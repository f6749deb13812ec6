//! Subcommand implementations

pub mod classify;
pub mod compare;
pub mod render;
pub mod show;

use annodiff_core::errors::io_error;
use annodiff_core::Report;
use std::fs::File;
use std::io::BufReader;
use std::path::Path;

/// Read a report JSON file written by `compare`
pub(crate) fn read_report(path: &Path) -> annodiff_core::Result<Report> {
    let file = File::open(path).map_err(|e| io_error("open_report", e))?;
    annodiff_core::diff::deserialize(BufReader::new(file))
}
//! Subject set comparator.

use crate::diff::model::{
    DescriptionChange, DescriptionChangeType, SubjectChange, SubjectChangeDetail,
    SubjectCountChange, SubjectStatus,
};
use crate::diff::pii::compare_piis;
use crate::model::{Subject, SubjectId};
use std::collections::{BTreeMap, BTreeSet};

/// Build an id lookup; a repeated id replaces the earlier subject.
pub fn index_by_id(subjects: &[Subject]) -> BTreeMap<&SubjectId, &Subject> {
    let mut lookup = BTreeMap::new();
    for subject in subjects {
        if lookup.insert(&subject.id, subject).is_some() {
            tracing::debug!(
                subject_id = %subject.id,
                "duplicate subject id, keeping last occurrence"
            );
        }
    }
    lookup
}

/// Compare two subject lists.
///
/// Returns the count change (only when the list lengths differ) and one
/// entry per subject id that changed, in id order. Lengths are taken before
/// duplicate ids collapse.
pub fn compare_subjects(
    original: &[Subject],
    exported: &[Subject],
) -> (Option<SubjectCountChange>, Vec<SubjectChange>) {
    let count_change = if original.len() == exported.len() {
        None
    } else {
        Some(SubjectCountChange {
            original: original.len(),
            exported: exported.len(),
            difference: exported.len() as i64 - original.len() as i64,
        })
    };

    let orig_by_id = index_by_id(original);
    let exp_by_id = index_by_id(exported);
    let ids: BTreeSet<&SubjectId> = orig_by_id
        .keys()
        .chain(exp_by_id.keys())
        .copied()
        .collect();

    let mut changes = Vec::new();
    for id in ids {
        let detail = match (orig_by_id.get(id), exp_by_id.get(id)) {
            (None, Some(exp)) => SubjectChangeDetail {
                status: Some(SubjectStatus::AddedInExported),
                description: Some(DescriptionChange {
                    original: None,
                    exported: Some(exp.description.clone()),
                    change_type: DescriptionChangeType::Added,
                }),
                pii_changes: None,
            },
            (Some(orig), None) => SubjectChangeDetail {
                status: Some(SubjectStatus::MissingInExported),
                description: Some(DescriptionChange {
                    original: Some(orig.description.clone()),
                    exported: None,
                    change_type: DescriptionChangeType::Removed,
                }),
                pii_changes: None,
            },
            (Some(orig), Some(exp)) => compare_matched(orig, exp),
            (None, None) => continue,
        };

        if !detail.is_empty() {
            changes.push(SubjectChange {
                subject_id: id.clone(),
                changes: detail,
            });
        }
    }

    (count_change, changes)
}

fn compare_matched(orig: &Subject, exp: &Subject) -> SubjectChangeDetail {
    let description = (orig.description != exp.description).then(|| DescriptionChange {
        original: Some(orig.description.clone()),
        exported: Some(exp.description.clone()),
        change_type: DescriptionChangeType::Modified,
    });

    let pii_changes = compare_piis(&orig.piis, &exp.piis);

    SubjectChangeDetail {
        status: None,
        description,
        pii_changes: (!pii_changes.is_empty()).then_some(pii_changes),
    }
}

#[cfg(test)]
mod tests {
    use super::*;
    use serde_json::{json, Value};

    fn subject(id: Value, description: &str, piis: Value) -> Subject {
        serde_json::from_value(json!({"id": id, "description": description, "PIIs": piis}))
            .unwrap()
    }

    #[test]
    fn test_added_subject_and_count_change() {
        let orig = vec![subject(json!(1), "a teacher", json!([]))];
        let exp = vec![
            subject(json!(1), "a teacher", json!([])),
            subject(json!(2), "a student", json!([])),
        ];
        let (count, changes) = compare_subjects(&orig, &exp);
        assert_eq!(
            count,
            Some(SubjectCountChange {
                original: 1,
                exported: 2,
                difference: 1
            })
        );
        assert_eq!(changes.len(), 1);
        assert_eq!(changes[0].subject_id, SubjectId::Int(2));
        assert_eq!(
            changes[0].changes.status,
            Some(SubjectStatus::AddedInExported)
        );
        let desc = changes[0].changes.description.as_ref().unwrap();
        assert_eq!(desc.change_type, DescriptionChangeType::Added);
        assert_eq!(desc.exported.as_deref(), Some("a student"));
        assert!(desc.original.is_none());
    }

    #[test]
    fn test_missing_subject() {
        let orig = vec![subject(json!("s1"), "old", json!([]))];
        let (count, changes) = compare_subjects(&orig, &[]);
        assert_eq!(count.unwrap().difference, -1);
        assert_eq!(
            changes[0].changes.status,
            Some(SubjectStatus::MissingInExported)
        );
        let desc = changes[0].changes.description.as_ref().unwrap();
        assert_eq!(desc.change_type, DescriptionChangeType::Removed);
    }

    #[test]
    fn test_matched_subject_with_description_and_pii_changes() {
        let orig = vec![subject(
            json!(1),
            "lives in Turkey",
            json!([{"tag": "COUNTRY", "keyword": "Turkey", "certainty": 5, "hardness": 1}]),
        )];
        let exp = vec![subject(
            json!(1),
            "lives in Türkiye",
            json!([{"tag": "COUNTRY", "keyword": "Türkiye", "certainty": 5, "hardness": 1}]),
        )];
        let (count, changes) = compare_subjects(&orig, &exp);
        assert!(count.is_none());
        assert_eq!(changes.len(), 1);
        let detail = &changes[0].changes;
        assert!(detail.status.is_none());
        assert_eq!(
            detail.description.as_ref().unwrap().change_type,
            DescriptionChangeType::Modified
        );
        assert!(detail.pii_changes.as_ref().unwrap().contains_key("COUNTRY"));
    }

    #[test]
    fn test_unchanged_subjects_not_emitted() {
        let subjects = vec![
            subject(json!(1), "x", json!([])),
            subject(json!(2), "y", json!([])),
        ];
        let (count, changes) = compare_subjects(&subjects, &subjects);
        assert!(count.is_none());
        assert!(changes.is_empty());
    }

    #[test]
    fn test_duplicate_ids_collapse_but_count_uses_raw_length() {
        let orig = vec![
            subject(json!(1), "first", json!([])),
            subject(json!(1), "second", json!([])),
        ];
        let exp = vec![subject(json!(1), "second", json!([]))];
        let (count, changes) = compare_subjects(&orig, &exp);
        assert_eq!(count.unwrap().difference, -1);
        assert!(changes.is_empty());
    }

    #[test]
    fn test_int_and_string_ids_do_not_match() {
        let orig = vec![subject(json!(1), "x", json!([]))];
        let exp = vec![subject(json!("1"), "x", json!([]))];
        let (_, changes) = compare_subjects(&orig, &exp);
        assert_eq!(changes.len(), 2);
        assert_eq!(changes[0].subject_id, SubjectId::Int(1));
        assert_eq!(changes[1].subject_id, SubjectId::Text("1".into()));
    }

    #[test]
    fn test_numeric_ids_match_by_value() {
        let big = json!(u64::MAX);
        let orig = vec![
            subject(json!(1), "x", json!([])),
            subject(big.clone(), "y", json!([])),
        ];
        let exp = vec![
            subject(json!(1.0), "x", json!([])),
            subject(big, "z", json!([])),
        ];
        let (count, changes) = compare_subjects(&orig, &exp);
        assert!(count.is_none());
        assert_eq!(changes.len(), 1);
        assert_eq!(changes[0].subject_id, SubjectId::UInt(u64::MAX));
    }
}
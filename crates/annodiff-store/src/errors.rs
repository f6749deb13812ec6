//! Error handling for annodiff-store
//!
//! Wraps annodiff-core `AnnoError` with store-specific helpers

use annodiff_core::errors::{AnnoError, AnnoErrorKind, AnnodiffError};

/// Result type alias using AnnoError
pub type Result<T> = std::result::Result<T, AnnoError>;

pub use annodiff_core::errors::io_error;

/// A session id that is not a UUID
pub fn invalid_session_id(raw: &str) -> AnnoError {
    AnnoError::from(AnnodiffError::InvalidInput {
        reason: format!("session id '{}' is not a UUID", raw),
    })
    .with_op("parse_session_id")
}

/// No report stored under `session_id`
pub fn report_not_found(session_id: &str) -> AnnoError {
    AnnodiffError::ReportNotFound {
        session_id: session_id.to_string(),
    }
    .into()
}

/// A stored report that no longer decodes
pub fn corrupt_report(session_id: &str, err: serde_json::Error) -> AnnoError {
    AnnoError::new(AnnoErrorKind::Serialization)
        .with_op("load_report")
        .with_message(format!("report {} cannot be decoded: {}", session_id, err))
}
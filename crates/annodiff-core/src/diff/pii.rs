//! PII annotation comparator.
//!
//! Annotations are matched by `tag`. For a tag on both sides, an empty
//! original keyword that becomes non-empty is an addition and the reverse is
//! a removal; only otherwise are the compared fields diffed one by one.

use crate::diff::model::{FieldChange, PiiChange};
use crate::diff::values::{is_empty_value, json_equal};
use crate::model::Pii;
use std::collections::{BTreeMap, BTreeSet};

/// Build a tag lookup; a repeated tag replaces the earlier annotation.
pub fn index_by_tag(piis: &[Pii]) -> BTreeMap<&str, &Pii> {
    let mut lookup = BTreeMap::new();
    for pii in piis {
        if lookup.insert(pii.tag.as_str(), pii).is_some() {
            tracing::debug!(
                pii_tag = %pii.tag,
                "duplicate PII tag, keeping last occurrence"
            );
        }
    }
    lookup
}

/// Compare two PII lists; returns tag → change, empty when nothing changed.
pub fn compare_piis(original: &[Pii], exported: &[Pii]) -> BTreeMap<String, PiiChange> {
    let orig_by_tag = index_by_tag(original);
    let exp_by_tag = index_by_tag(exported);

    let tags: BTreeSet<&str> = orig_by_tag
        .keys()
        .chain(exp_by_tag.keys())
        .copied()
        .collect();

    let mut changes = BTreeMap::new();
    for tag in tags {
        let change = match (orig_by_tag.get(tag), exp_by_tag.get(tag)) {
            (None, Some(exp)) => Some(PiiChange::Added {
                original_value: None,
                exported_value: (*exp).clone(),
            }),
            (Some(orig), None) => Some(PiiChange::Removed {
                original_value: (*orig).clone(),
                exported_value: None,
            }),
            (Some(orig), Some(exp)) => compare_matched(orig, exp),
            (None, None) => None,
        };
        if let Some(change) = change {
            changes.insert(tag.to_string(), change);
        }
    }
    changes
}

fn compare_matched(orig: &Pii, exp: &Pii) -> Option<PiiChange> {
    let orig_empty = is_empty_value(&orig.keyword);
    let exp_empty = is_empty_value(&exp.keyword);

    if orig_empty && !exp_empty {
        return Some(PiiChange::Added {
            original_value: Some(orig.clone()),
            exported_value: exp.clone(),
        });
    }
    if !orig_empty && exp_empty {
        return Some(PiiChange::Removed {
            original_value: orig.clone(),
            exported_value: Some(exp.clone()),
        });
    }

    let mut field_changes = BTreeMap::new();
    for field in Pii::COMPARED_FIELDS {
        if let (Some(o), Some(e)) = (orig.field(field), exp.field(field)) {
            if !json_equal(o, e) {
                field_changes.insert(
                    field.to_string(),
                    FieldChange {
                        original: o.clone(),
                        exported: e.clone(),
                    },
                );
            }
        }
    }

    if field_changes.is_empty() {
        None
    } else {
        Some(PiiChange::Modified { field_changes })
    }
}

#[cfg(test)]
mod tests {
    use super::*;
    use serde_json::{json, Value};

    fn pii(tag: &str, keyword: Value, certainty: Value, hardness: Value) -> Pii {
        serde_json::from_value(json!({
            "tag": tag,
            "keyword": keyword,
            "certainty": certainty,
            "hardness": hardness,
        }))
        .unwrap()
    }

    #[test]
    fn test_empty_keyword_becoming_filled_is_added() {
        let orig = vec![pii("AGE", json!("0"), json!(1), json!(1))];
        let exp = vec![pii("AGE", json!("42"), json!(5), json!(1))];
        let changes = compare_piis(&orig, &exp);
        assert_eq!(
            changes["AGE"],
            PiiChange::Added {
                original_value: Some(orig[0].clone()),
                exported_value: exp[0].clone(),
            }
        );
    }

    #[test]
    fn test_filled_keyword_becoming_empty_is_removed() {
        let orig = vec![pii("CITY", json!("Seoul"), json!(3), json!(2))];
        let exp = vec![pii("CITY", json!("  "), json!(3), json!(2))];
        let changes = compare_piis(&orig, &exp);
        assert!(matches!(
            changes["CITY"],
            PiiChange::Removed {
                exported_value: Some(_),
                ..
            }
        ));
    }

    #[test]
    fn test_both_empty_falls_through_to_field_compare() {
        let orig = vec![pii("AGE", json!(0), json!(1), json!(1))];
        let exp = vec![pii("AGE", json!(""), json!(1), json!(1))];
        let changes = compare_piis(&orig, &exp);
        let PiiChange::Modified { field_changes } = &changes["AGE"] else {
            panic!("expected modified, got {:?}", changes["AGE"]);
        };
        assert_eq!(field_changes.len(), 1);
        assert_eq!(field_changes["keyword"].original, json!(0));
        assert_eq!(field_changes["keyword"].exported, json!(""));
    }

    #[test]
    fn test_only_differing_fields_listed() {
        let orig = vec![pii("NAME", json!("Kim"), json!(3), json!(1))];
        let exp = vec![pii("NAME", json!("Kim"), json!(4), json!(1.0))];
        let changes = compare_piis(&orig, &exp);
        let PiiChange::Modified { field_changes } = &changes["NAME"] else {
            panic!("expected modified");
        };
        assert_eq!(field_changes.keys().collect::<Vec<_>>(), vec!["certainty"]);
    }

    #[test]
    fn test_unmatched_tags() {
        let orig = vec![pii("NAME", json!("Kim"), json!(3), json!(1))];
        let exp = vec![pii("CITY", json!("Busan"), json!(3), json!(1))];
        let changes = compare_piis(&orig, &exp);
        assert!(matches!(
            changes["NAME"],
            PiiChange::Removed {
                exported_value: None,
                ..
            }
        ));
        assert!(matches!(
            changes["CITY"],
            PiiChange::Added {
                original_value: None,
                ..
            }
        ));
    }

    #[test]
    fn test_identical_lists_yield_nothing() {
        let piis = vec![
            pii("NAME", json!("Kim"), json!(3), json!(1)),
            pii("AGE", json!(30), json!(2), json!(1)),
        ];
        assert!(compare_piis(&piis, &piis).is_empty());
    }

    #[test]
    fn test_duplicate_tag_last_wins() {
        let orig = vec![
            pii("NAME", json!("Lee"), json!(3), json!(1)),
            pii("NAME", json!("Kim"), json!(3), json!(1)),
        ];
        let exp = vec![pii("NAME", json!("Kim"), json!(3), json!(1))];
        assert!(compare_piis(&orig, &exp).is_empty());
    }
}
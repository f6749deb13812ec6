//! Metadata comparator.

use crate::config::CompareOptions;
use crate::diff::model::MetadataChange;
use crate::diff::values::json_equal;
use serde_json::{Map, Value};
use std::collections::BTreeMap;

/// Compare two metadata mappings key by key.
///
/// Keys in `options.ignored_fields` are skipped on both sides. An
/// original-only key is `missing`, an exported-only key is `added`, and a key
/// on both sides with unequal values is `modified`.
pub fn compare_metadata(
    original: &Map<String, Value>,
    exported: &Map<String, Value>,
    options: &CompareOptions,
) -> BTreeMap<String, MetadataChange> {
    let mut changes = BTreeMap::new();

    for (key, orig_value) in original {
        if options.is_ignored(key) {
            continue;
        }
        match exported.get(key) {
            None => {
                changes.insert(
                    key.clone(),
                    MetadataChange::Missing {
                        original_value: orig_value.clone(),
                    },
                );
            }
            Some(exp_value) if !json_equal(orig_value, exp_value) => {
                changes.insert(
                    key.clone(),
                    MetadataChange::Modified {
                        original_value: orig_value.clone(),
                        new_value: exp_value.clone(),
                    },
                );
            }
            Some(_) => {}
        }
    }

    for (key, exp_value) in exported {
        if options.is_ignored(key) || original.contains_key(key) {
            continue;
        }
        changes.insert(
            key.clone(),
            MetadataChange::Added {
                new_value: exp_value.clone(),
            },
        );
    }

    changes
}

---

### INSTRUCTIONS FOR THE TASK
Would you state how many lines in the listing above contain the word "hardness"? Reply with the number and no other words.

### ANSWER FOR THIS EXERCISE
4